## WHAT THE EXERCISE ASKS
Repeat verbatim, and only, the lines of the data below, beginning at the line that contains "filename broker/src/stash.rs" and stopping after the line that contains "trusts a header".

** DATA SHOWN follows **

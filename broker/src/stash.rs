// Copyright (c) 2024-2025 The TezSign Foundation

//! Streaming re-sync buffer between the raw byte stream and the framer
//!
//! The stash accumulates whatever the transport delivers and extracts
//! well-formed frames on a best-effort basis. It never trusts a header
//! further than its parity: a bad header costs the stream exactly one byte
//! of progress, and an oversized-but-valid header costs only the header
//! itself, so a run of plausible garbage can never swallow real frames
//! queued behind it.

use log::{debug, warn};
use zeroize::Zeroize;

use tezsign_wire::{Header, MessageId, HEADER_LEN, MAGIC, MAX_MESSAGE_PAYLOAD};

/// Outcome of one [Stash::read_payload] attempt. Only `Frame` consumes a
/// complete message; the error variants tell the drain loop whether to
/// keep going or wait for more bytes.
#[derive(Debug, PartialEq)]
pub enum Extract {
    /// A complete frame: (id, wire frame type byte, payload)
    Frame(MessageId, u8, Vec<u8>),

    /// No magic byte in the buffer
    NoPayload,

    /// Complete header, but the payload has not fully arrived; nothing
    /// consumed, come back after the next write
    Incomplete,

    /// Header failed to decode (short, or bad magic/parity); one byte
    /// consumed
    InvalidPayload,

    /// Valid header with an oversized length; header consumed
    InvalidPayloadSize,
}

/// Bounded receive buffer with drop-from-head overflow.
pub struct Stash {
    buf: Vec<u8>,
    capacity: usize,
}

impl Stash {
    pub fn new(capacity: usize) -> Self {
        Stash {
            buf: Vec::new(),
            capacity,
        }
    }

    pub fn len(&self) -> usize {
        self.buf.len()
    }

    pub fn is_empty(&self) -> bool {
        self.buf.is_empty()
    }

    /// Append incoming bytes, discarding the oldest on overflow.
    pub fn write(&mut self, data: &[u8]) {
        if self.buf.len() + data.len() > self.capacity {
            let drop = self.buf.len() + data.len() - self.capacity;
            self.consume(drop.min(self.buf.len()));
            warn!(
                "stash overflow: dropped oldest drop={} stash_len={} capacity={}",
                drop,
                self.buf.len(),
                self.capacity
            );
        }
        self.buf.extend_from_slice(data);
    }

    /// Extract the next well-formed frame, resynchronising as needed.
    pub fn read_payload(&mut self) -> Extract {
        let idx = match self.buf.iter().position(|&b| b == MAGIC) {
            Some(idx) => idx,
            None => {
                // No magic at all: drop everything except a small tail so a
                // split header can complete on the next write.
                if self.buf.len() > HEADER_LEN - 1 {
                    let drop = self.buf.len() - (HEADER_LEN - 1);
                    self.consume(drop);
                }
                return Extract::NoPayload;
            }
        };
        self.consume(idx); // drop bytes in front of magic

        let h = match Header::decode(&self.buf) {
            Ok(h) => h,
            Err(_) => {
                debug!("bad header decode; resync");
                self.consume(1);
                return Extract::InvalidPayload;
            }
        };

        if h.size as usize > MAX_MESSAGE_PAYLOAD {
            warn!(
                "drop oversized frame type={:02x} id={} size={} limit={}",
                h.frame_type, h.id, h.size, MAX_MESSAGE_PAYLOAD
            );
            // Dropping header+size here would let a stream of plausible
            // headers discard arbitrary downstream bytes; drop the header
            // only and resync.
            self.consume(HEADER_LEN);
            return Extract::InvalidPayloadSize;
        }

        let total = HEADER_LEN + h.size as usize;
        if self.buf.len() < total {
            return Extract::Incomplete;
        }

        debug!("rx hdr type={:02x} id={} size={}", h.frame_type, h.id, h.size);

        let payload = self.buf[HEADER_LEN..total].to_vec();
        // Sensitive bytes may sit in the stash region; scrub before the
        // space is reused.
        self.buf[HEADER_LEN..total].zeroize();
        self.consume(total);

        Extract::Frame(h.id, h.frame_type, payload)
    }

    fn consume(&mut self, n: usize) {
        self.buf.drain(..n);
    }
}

** End of DATA SHOWN **
** DATA SHOWN follows **

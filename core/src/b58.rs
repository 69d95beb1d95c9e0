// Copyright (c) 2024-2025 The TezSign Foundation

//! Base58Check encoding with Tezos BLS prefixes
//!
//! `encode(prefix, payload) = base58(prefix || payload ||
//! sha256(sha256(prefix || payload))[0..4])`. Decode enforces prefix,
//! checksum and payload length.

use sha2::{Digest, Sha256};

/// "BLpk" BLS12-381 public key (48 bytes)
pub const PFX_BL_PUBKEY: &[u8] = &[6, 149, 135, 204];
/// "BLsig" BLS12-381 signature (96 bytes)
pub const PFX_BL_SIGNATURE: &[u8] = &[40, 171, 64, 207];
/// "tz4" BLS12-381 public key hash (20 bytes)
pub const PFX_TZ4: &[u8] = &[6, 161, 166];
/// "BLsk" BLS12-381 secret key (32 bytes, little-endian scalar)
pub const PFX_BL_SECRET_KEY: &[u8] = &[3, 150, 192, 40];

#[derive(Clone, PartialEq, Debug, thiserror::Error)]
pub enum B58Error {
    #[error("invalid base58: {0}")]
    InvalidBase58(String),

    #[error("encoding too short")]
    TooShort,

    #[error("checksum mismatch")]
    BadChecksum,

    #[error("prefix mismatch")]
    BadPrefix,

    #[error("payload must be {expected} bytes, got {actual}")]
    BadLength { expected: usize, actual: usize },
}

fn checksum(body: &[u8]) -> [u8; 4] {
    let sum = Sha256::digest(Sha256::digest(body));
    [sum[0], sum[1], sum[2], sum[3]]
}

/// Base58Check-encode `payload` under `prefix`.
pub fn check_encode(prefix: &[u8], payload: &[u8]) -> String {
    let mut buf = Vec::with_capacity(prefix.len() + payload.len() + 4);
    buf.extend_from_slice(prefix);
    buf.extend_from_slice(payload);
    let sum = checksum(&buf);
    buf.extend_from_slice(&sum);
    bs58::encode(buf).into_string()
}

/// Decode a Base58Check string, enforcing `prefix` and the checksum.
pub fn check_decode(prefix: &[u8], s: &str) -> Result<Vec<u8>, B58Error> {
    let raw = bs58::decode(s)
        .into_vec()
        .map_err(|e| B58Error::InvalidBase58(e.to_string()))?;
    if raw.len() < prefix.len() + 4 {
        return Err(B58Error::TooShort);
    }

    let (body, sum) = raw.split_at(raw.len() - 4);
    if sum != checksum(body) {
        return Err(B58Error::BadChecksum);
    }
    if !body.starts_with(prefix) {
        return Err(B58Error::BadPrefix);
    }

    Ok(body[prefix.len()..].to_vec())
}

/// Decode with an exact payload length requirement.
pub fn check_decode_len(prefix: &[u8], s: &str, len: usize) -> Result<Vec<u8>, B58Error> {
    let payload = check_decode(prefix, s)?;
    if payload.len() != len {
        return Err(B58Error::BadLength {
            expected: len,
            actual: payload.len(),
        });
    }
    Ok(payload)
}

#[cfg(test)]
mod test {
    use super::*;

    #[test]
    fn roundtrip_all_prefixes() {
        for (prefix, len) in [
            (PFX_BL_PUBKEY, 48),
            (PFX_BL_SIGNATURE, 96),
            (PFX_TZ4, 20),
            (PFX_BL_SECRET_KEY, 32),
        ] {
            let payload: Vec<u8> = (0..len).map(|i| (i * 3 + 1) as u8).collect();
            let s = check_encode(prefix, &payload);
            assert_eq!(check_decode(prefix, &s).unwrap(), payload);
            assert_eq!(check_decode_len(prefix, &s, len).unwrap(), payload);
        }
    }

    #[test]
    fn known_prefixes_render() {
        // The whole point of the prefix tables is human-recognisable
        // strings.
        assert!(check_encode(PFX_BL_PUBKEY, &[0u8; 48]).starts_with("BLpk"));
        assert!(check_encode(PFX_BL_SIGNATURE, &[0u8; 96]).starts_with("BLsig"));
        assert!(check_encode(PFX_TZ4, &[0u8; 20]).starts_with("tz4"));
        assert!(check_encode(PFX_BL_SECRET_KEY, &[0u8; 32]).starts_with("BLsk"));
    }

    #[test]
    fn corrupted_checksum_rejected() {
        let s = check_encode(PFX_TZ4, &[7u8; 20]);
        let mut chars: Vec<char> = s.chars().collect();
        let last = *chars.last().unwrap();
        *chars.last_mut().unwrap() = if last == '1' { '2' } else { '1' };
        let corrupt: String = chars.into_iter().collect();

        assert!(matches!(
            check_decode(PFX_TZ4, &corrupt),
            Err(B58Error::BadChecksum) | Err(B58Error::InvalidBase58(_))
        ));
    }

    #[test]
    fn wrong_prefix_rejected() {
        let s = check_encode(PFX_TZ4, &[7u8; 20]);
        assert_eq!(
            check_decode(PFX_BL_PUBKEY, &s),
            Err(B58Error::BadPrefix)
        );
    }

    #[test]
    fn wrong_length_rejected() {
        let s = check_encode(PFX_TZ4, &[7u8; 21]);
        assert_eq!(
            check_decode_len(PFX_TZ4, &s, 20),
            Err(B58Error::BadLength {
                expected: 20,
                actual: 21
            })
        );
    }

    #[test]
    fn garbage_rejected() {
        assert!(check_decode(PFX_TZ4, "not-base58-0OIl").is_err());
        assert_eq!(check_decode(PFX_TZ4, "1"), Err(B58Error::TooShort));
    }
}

** End of DATA SHOWN **
** DATA SHOWN follows **

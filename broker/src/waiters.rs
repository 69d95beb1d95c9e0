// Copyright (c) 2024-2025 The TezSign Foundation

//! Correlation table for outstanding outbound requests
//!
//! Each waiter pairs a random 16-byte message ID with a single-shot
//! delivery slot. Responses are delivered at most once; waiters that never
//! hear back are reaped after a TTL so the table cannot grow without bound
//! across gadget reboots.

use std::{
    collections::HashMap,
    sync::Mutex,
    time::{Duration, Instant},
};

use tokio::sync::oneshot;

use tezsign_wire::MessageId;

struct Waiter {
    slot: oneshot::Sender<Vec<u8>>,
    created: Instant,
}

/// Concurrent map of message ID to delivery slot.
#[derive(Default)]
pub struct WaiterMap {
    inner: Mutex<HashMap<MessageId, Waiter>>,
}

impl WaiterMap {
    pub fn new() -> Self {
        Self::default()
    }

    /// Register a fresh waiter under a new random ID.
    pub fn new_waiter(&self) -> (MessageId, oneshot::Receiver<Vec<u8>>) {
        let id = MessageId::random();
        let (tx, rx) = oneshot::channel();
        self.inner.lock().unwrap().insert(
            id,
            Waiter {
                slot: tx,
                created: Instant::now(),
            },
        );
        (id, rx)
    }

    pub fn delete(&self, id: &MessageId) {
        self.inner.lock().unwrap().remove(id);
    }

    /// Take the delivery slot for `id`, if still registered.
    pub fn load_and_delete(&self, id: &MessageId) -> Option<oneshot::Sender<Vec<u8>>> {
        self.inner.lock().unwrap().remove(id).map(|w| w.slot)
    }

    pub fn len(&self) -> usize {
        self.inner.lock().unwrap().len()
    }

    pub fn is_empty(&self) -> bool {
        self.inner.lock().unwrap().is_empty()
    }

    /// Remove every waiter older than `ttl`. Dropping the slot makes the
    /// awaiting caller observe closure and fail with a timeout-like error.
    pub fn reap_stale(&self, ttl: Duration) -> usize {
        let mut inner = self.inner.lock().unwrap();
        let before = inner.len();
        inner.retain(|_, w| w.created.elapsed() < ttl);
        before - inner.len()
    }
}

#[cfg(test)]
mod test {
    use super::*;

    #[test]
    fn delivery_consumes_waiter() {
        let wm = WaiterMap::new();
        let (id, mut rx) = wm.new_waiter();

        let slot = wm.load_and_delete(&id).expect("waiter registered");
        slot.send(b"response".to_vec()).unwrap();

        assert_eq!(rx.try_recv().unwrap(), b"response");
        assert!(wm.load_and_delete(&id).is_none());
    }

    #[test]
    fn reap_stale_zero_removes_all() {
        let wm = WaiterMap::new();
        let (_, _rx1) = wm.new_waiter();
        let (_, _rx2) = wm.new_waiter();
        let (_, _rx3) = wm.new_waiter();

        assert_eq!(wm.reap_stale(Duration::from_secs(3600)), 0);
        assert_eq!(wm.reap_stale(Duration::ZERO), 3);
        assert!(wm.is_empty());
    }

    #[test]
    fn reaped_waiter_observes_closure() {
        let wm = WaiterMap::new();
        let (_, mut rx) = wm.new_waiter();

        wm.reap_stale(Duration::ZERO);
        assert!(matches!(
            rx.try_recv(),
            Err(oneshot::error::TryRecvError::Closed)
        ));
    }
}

** End of DATA SHOWN **

## EXERCISE RESPONSE
filename broker/src/stash.rs
// Copyright (c) 2024-2025 The TezSign Foundation

//! Streaming re-sync buffer between the raw byte stream and the framer
//!
//! The stash accumulates whatever the transport delivers and extracts
//! well-formed frames on a best-effort basis. It never trusts a header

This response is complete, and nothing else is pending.